* [Task objective] Pull every line containing the word "main" out of the material below.

* [Data to use]
....
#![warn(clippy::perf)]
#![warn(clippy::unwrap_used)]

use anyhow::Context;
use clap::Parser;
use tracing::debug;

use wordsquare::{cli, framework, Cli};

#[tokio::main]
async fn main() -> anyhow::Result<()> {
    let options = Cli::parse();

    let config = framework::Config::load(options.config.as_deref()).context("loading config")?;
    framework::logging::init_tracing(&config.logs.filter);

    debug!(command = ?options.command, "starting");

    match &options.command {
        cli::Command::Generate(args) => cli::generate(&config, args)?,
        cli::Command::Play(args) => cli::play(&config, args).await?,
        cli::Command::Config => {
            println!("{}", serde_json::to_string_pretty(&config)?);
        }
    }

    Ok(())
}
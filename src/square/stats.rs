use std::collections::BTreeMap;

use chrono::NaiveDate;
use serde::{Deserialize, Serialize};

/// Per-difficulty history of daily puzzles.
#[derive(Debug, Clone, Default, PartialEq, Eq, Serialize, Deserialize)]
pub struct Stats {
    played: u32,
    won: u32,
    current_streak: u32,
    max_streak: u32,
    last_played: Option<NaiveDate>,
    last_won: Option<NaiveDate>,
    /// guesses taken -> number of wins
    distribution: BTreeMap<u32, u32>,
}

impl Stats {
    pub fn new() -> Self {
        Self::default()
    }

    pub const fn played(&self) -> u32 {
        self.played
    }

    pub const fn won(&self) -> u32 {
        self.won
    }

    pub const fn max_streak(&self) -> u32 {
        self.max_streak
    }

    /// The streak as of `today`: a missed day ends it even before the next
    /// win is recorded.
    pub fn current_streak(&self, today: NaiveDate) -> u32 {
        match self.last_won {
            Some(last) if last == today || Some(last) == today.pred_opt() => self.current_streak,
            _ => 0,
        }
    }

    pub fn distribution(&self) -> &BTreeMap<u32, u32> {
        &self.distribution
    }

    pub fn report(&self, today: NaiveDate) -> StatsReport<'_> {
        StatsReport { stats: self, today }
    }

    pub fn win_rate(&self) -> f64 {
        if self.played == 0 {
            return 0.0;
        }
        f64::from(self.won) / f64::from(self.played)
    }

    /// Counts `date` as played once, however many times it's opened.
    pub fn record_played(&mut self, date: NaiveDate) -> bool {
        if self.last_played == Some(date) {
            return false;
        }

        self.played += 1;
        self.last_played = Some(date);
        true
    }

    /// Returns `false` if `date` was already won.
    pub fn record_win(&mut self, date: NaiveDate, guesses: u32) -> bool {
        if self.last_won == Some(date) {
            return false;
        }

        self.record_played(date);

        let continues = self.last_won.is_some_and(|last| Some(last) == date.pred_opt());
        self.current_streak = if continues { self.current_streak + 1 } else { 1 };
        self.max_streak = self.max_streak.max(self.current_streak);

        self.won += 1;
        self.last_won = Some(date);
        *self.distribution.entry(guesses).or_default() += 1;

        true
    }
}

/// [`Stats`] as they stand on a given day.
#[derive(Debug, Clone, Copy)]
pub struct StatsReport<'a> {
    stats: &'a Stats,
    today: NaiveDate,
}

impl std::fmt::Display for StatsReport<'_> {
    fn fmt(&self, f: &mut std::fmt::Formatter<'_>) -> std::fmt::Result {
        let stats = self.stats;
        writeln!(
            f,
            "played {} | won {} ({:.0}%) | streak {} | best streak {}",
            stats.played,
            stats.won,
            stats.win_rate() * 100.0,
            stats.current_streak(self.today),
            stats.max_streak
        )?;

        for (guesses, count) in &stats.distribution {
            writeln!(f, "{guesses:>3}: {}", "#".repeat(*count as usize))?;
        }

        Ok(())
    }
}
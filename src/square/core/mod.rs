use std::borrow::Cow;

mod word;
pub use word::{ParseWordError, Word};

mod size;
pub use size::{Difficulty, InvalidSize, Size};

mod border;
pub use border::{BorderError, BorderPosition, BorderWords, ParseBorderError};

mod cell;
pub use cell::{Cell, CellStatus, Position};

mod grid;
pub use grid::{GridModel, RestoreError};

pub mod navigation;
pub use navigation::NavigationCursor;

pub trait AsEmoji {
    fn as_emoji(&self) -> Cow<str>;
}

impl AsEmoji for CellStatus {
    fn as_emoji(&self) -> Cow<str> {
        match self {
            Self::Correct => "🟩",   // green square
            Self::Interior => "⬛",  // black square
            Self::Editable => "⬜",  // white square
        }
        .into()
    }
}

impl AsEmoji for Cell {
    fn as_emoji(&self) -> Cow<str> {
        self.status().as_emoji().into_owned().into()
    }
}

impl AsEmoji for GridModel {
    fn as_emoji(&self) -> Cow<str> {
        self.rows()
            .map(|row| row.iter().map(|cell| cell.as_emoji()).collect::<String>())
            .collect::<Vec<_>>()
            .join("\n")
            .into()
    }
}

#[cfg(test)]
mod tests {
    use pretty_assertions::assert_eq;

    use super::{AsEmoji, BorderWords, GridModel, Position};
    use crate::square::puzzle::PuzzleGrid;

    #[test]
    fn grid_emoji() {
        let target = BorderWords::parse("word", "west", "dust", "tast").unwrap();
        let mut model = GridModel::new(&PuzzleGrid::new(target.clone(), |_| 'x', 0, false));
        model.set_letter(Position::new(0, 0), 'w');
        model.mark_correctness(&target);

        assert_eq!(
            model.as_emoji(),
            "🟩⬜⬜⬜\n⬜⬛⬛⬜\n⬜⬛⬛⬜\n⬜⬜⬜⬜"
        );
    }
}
....
* [Solution to this exercise]
#[tokio::main]
async fn main() -> anyhow::Result<()> {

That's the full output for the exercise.